* _RECORDS FOR THE EXERCISE_
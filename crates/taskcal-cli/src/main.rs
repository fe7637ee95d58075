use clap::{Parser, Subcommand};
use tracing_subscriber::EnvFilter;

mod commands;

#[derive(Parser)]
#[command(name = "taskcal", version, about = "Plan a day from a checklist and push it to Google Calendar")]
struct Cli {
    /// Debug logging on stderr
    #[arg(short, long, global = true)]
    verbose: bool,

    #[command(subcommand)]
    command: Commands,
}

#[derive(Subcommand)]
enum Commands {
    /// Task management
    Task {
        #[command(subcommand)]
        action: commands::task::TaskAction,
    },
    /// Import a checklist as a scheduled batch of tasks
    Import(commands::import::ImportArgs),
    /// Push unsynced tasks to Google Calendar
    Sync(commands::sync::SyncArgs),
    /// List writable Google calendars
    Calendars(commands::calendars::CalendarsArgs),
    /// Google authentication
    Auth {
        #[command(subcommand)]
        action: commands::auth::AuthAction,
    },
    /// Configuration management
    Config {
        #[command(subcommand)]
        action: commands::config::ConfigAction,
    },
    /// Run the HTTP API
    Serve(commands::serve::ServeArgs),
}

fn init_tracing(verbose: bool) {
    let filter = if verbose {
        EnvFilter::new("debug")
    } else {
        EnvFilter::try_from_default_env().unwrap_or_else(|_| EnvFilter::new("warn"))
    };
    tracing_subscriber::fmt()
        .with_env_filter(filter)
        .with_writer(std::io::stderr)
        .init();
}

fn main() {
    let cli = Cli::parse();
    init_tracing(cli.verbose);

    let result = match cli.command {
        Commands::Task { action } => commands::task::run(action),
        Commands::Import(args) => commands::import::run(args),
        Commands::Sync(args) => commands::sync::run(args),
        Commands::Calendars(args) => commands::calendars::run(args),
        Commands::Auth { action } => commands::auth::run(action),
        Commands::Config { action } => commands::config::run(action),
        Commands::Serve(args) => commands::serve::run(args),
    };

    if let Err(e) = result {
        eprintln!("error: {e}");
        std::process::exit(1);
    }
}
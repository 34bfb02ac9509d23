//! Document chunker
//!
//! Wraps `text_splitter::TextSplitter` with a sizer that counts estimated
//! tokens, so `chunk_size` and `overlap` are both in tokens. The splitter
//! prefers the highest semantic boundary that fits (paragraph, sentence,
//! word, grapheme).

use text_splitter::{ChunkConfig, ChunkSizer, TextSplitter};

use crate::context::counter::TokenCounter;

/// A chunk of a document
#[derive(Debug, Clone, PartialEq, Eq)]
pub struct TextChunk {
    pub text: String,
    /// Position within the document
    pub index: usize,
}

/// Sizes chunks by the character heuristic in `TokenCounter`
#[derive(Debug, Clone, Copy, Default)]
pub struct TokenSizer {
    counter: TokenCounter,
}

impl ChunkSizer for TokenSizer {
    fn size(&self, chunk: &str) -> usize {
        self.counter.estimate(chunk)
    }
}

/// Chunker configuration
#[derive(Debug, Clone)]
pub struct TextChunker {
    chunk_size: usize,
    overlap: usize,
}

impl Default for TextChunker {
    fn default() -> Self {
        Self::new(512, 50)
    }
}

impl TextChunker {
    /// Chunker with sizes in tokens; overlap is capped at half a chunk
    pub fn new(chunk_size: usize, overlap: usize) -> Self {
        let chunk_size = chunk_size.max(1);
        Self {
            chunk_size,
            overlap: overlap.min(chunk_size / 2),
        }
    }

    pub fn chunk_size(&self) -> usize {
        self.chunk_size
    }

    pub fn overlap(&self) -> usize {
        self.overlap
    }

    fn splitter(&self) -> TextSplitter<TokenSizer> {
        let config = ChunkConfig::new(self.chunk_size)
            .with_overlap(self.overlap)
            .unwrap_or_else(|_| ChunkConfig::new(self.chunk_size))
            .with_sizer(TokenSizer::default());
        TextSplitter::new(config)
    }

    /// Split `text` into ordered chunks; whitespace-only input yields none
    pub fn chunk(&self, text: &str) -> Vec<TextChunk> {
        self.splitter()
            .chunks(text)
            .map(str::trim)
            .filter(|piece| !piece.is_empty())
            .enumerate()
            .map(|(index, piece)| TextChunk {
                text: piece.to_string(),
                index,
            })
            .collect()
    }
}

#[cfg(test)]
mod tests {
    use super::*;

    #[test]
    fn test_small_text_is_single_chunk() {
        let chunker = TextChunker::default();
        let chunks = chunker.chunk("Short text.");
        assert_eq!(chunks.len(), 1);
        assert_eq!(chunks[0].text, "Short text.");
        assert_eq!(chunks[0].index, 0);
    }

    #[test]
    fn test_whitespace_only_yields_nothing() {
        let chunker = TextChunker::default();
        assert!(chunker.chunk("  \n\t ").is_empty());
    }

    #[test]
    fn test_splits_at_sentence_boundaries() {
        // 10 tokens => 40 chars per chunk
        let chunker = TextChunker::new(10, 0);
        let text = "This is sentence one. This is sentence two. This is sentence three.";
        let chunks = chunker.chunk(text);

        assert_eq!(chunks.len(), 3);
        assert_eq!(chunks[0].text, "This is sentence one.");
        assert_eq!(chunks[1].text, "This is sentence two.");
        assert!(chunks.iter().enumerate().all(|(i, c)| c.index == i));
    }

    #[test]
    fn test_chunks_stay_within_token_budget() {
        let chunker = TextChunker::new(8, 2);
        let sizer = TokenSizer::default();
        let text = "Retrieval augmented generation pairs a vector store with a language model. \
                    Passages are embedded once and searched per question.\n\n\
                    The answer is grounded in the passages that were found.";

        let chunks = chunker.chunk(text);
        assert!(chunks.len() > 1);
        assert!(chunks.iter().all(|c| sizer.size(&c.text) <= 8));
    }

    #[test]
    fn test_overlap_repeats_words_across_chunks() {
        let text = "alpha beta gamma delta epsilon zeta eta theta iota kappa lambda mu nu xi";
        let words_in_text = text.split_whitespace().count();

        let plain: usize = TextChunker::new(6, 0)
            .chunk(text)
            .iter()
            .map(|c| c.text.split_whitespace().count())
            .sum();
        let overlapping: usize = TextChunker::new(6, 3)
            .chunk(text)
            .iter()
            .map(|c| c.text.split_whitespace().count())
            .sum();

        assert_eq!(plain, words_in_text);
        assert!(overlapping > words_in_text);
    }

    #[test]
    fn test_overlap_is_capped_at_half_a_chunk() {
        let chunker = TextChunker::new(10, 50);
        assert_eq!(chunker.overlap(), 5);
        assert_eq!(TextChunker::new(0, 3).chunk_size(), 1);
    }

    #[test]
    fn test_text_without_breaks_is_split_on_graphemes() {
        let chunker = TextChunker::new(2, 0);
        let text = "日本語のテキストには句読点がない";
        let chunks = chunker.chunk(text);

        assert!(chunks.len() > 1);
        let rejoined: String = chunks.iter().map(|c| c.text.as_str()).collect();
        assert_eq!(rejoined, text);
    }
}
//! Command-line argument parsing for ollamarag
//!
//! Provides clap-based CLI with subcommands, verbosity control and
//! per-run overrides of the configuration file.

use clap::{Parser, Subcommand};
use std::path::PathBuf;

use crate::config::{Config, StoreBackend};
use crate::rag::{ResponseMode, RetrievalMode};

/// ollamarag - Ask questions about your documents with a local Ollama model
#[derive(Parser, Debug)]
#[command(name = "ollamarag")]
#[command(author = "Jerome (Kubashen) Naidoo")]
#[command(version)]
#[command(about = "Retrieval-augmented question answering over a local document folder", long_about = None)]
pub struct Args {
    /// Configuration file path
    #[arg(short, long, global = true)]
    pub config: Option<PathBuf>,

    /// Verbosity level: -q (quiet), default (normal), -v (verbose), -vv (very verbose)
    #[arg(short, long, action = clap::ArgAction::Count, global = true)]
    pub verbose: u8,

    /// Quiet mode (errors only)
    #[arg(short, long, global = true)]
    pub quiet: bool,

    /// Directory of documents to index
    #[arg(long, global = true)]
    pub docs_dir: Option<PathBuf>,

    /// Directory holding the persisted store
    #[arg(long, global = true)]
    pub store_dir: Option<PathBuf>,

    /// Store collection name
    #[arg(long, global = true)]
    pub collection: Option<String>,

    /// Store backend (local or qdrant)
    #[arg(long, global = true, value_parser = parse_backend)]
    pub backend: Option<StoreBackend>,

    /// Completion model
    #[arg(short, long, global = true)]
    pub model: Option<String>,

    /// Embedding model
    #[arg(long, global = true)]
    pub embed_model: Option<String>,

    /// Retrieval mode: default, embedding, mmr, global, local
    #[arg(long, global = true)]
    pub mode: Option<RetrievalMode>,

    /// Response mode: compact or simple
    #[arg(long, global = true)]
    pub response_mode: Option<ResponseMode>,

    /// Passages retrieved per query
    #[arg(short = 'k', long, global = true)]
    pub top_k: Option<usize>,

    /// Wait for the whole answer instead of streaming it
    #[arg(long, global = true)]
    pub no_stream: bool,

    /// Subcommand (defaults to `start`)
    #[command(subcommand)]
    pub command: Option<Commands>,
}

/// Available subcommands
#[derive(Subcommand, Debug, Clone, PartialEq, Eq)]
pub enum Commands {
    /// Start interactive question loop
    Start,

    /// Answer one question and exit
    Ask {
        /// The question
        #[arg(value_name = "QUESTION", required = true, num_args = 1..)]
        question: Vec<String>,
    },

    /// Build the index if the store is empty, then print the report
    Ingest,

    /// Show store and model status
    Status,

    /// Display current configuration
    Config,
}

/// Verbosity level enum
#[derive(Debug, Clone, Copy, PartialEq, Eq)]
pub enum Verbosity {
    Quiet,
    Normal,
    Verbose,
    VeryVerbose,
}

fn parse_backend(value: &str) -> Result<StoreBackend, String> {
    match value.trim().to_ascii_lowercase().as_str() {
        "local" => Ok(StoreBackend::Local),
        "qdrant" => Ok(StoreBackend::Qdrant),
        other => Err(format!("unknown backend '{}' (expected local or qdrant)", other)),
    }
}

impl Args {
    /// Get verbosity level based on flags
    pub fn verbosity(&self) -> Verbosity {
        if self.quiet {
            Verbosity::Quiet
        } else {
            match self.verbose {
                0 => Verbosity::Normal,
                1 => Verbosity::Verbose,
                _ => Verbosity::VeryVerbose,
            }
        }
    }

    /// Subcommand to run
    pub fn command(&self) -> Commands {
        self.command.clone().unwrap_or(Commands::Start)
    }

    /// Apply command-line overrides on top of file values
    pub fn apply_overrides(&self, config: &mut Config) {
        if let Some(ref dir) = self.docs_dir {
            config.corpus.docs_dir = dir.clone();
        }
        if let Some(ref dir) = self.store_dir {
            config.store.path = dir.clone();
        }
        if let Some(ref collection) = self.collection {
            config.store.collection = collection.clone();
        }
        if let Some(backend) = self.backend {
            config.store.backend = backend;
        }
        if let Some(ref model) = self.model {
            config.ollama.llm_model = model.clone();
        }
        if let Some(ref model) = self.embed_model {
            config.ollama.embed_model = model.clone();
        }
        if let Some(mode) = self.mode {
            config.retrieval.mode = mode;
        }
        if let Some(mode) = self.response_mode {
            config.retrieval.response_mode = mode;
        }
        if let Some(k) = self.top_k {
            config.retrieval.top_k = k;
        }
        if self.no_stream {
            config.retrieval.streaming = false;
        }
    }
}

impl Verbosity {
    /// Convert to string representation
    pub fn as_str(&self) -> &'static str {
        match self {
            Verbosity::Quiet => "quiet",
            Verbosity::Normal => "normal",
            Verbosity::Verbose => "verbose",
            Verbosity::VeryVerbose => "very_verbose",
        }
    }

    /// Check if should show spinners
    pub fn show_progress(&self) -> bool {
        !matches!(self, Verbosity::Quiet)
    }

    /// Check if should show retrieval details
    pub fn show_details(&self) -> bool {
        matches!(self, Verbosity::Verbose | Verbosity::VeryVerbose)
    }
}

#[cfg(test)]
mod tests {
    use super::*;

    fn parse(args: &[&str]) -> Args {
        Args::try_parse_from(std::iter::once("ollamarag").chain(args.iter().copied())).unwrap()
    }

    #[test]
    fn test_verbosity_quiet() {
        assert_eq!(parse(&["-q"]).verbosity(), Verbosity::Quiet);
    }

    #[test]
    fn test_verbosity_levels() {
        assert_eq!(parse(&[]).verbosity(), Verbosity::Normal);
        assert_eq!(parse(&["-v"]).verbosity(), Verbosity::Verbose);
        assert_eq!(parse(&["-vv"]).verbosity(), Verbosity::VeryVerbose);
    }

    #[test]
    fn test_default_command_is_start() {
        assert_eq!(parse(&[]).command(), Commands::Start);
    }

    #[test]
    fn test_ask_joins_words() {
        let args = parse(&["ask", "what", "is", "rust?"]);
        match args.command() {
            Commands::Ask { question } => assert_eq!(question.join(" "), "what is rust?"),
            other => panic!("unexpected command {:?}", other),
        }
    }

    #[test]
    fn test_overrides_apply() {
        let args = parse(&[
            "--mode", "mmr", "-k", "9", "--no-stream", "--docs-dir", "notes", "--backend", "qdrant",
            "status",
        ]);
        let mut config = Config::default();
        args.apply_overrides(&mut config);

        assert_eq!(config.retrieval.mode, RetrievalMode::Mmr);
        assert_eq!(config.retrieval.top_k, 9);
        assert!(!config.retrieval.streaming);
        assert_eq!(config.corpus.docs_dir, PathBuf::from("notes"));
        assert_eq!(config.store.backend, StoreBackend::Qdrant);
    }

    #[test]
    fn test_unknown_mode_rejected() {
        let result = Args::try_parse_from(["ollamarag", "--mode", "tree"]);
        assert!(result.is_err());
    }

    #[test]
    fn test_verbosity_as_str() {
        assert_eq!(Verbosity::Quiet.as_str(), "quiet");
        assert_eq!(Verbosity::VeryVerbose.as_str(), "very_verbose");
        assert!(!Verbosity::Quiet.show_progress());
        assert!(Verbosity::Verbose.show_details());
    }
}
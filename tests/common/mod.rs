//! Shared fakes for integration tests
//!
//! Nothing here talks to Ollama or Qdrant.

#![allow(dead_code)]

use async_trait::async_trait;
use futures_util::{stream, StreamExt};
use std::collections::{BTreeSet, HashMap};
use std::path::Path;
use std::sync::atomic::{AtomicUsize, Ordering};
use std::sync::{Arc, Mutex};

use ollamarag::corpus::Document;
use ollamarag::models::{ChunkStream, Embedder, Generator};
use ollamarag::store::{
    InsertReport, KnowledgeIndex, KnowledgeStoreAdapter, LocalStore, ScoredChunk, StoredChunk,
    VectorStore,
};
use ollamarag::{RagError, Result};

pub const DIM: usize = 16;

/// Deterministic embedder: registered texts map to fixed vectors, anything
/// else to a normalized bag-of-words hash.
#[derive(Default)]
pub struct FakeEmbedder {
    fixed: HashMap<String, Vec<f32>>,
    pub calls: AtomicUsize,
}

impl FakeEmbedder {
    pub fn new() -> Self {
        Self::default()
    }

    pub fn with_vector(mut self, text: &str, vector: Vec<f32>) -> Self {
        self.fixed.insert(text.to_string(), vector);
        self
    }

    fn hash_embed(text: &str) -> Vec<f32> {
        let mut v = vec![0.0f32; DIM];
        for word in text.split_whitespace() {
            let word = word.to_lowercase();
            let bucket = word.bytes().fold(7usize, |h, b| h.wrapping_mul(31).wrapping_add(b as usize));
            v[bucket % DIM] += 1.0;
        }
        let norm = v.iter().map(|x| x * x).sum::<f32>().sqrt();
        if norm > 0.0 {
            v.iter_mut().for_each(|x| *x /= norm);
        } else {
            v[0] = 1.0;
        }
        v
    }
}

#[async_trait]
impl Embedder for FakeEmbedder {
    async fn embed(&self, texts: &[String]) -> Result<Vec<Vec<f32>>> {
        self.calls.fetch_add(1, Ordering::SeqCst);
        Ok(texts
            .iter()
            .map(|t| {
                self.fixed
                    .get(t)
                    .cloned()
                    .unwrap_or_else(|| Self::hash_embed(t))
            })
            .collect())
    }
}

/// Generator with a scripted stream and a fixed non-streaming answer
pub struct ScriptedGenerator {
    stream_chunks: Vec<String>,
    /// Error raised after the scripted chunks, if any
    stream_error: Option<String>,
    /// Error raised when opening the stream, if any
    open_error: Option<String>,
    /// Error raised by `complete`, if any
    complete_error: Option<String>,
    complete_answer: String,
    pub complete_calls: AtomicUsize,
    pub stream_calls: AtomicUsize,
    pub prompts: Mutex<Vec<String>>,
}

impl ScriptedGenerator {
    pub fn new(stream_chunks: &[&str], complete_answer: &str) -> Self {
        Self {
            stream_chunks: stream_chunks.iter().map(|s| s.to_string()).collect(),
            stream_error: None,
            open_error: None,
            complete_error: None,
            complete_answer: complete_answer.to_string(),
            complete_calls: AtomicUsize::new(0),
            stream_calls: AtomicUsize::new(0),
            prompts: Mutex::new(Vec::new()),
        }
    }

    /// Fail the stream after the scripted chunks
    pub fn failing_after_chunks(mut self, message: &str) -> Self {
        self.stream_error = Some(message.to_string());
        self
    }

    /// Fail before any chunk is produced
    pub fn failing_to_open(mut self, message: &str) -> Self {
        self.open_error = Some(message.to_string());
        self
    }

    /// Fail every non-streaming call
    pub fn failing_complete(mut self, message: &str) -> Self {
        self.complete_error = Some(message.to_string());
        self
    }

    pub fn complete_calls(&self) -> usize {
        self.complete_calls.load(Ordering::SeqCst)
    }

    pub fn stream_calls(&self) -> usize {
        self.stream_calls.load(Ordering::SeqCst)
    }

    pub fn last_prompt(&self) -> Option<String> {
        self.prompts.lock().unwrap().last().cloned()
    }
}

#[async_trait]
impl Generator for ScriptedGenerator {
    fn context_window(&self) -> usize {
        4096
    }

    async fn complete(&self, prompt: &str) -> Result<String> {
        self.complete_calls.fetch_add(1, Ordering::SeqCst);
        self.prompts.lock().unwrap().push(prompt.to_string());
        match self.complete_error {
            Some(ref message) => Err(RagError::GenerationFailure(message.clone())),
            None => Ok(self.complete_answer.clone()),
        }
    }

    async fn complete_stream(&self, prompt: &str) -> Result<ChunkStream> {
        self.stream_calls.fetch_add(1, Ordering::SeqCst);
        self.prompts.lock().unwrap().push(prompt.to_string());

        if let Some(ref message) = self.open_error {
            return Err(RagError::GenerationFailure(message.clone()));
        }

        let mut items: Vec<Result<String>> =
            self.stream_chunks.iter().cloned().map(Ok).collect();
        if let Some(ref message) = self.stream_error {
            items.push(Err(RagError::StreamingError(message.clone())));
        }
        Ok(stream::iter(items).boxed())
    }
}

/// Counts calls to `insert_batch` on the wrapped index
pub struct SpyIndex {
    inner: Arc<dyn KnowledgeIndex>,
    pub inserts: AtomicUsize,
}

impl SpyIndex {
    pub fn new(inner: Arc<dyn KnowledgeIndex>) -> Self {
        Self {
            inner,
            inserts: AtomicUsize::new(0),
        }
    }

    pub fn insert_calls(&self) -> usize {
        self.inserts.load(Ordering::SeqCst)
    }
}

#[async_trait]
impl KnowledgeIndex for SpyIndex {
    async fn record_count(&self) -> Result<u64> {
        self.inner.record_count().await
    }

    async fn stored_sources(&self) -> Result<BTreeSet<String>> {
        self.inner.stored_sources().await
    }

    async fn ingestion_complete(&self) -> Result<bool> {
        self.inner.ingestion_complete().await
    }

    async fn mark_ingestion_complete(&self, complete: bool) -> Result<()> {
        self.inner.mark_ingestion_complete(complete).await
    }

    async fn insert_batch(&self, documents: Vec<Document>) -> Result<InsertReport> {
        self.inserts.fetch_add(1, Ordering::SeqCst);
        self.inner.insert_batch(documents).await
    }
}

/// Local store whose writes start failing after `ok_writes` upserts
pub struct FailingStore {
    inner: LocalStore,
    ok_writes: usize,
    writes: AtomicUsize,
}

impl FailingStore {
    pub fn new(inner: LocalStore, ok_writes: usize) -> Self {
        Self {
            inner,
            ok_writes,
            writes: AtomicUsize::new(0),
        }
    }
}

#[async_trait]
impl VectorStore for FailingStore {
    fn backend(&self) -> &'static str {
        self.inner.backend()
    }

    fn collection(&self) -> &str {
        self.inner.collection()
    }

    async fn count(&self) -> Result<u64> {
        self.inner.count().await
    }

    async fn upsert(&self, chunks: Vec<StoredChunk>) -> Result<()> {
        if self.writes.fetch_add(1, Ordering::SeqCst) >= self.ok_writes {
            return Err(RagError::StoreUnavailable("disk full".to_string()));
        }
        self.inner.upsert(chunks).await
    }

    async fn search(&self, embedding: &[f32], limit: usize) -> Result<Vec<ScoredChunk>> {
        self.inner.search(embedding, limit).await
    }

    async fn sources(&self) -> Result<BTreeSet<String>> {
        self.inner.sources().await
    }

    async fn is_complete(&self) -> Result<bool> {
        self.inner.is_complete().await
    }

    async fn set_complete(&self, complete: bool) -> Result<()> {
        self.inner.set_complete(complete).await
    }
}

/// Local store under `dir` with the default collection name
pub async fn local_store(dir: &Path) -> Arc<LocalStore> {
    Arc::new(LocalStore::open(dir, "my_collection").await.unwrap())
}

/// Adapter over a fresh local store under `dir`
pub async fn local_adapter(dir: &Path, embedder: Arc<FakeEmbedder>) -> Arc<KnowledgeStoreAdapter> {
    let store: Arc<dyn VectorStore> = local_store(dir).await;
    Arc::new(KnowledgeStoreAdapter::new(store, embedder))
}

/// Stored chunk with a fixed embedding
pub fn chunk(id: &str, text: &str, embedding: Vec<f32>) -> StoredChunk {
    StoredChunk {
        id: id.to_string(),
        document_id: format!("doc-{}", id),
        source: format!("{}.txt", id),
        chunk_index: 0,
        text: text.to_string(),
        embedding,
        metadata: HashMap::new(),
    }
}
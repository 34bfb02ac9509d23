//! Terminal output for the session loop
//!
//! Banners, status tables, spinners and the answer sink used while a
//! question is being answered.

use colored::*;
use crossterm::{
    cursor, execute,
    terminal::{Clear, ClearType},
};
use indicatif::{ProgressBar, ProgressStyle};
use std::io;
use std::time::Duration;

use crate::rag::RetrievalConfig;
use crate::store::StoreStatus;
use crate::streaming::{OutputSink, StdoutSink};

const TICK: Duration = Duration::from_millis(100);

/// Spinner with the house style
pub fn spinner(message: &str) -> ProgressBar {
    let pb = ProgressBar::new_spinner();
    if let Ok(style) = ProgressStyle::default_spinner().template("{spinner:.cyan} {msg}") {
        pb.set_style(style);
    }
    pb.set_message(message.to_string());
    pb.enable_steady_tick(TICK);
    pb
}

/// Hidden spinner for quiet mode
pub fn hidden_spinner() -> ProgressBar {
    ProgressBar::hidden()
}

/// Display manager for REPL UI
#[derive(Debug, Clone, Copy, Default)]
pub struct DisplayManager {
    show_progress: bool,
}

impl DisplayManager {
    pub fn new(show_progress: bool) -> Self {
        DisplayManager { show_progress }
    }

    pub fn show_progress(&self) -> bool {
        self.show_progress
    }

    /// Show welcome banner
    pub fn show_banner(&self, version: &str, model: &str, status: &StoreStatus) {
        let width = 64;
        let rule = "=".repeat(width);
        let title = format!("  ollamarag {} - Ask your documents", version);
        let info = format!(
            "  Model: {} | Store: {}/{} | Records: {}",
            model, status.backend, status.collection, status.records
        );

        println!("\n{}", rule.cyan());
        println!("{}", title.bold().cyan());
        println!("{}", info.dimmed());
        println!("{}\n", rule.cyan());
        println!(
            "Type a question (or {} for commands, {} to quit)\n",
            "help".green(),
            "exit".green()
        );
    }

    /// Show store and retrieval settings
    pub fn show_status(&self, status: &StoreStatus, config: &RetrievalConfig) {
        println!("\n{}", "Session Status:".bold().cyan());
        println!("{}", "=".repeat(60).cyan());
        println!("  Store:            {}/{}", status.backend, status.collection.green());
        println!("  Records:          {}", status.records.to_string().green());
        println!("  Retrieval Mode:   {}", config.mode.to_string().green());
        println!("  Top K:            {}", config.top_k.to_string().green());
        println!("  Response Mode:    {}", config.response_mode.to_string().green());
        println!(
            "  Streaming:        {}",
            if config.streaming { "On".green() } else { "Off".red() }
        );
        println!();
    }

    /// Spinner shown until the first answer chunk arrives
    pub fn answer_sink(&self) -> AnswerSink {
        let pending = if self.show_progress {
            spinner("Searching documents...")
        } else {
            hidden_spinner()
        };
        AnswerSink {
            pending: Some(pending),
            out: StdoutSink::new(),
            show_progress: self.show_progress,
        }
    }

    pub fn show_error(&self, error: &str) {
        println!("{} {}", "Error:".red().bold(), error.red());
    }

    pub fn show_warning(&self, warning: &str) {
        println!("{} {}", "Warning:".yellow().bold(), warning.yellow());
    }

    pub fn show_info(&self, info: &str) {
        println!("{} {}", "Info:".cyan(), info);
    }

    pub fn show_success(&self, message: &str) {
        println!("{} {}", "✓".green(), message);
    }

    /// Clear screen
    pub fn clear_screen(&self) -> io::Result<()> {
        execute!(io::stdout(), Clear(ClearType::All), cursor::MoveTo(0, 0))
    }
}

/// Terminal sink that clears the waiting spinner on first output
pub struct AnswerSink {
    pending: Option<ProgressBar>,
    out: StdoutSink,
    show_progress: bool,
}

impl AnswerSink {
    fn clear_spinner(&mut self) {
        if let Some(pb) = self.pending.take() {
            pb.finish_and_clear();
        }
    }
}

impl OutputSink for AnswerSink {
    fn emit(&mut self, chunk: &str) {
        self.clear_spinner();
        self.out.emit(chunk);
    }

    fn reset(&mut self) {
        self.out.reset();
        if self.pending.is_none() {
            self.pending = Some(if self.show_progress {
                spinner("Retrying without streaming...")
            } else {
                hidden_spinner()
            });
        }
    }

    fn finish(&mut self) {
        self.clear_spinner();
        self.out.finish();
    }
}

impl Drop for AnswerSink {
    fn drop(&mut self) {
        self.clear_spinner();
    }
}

* _EXERCISE BRIEF_
From the entries above, extract each line containing "stderr".

* _EXERCISE ANSWER_
    /// Debug logging on stderr
        .with_writer(std::io::stderr)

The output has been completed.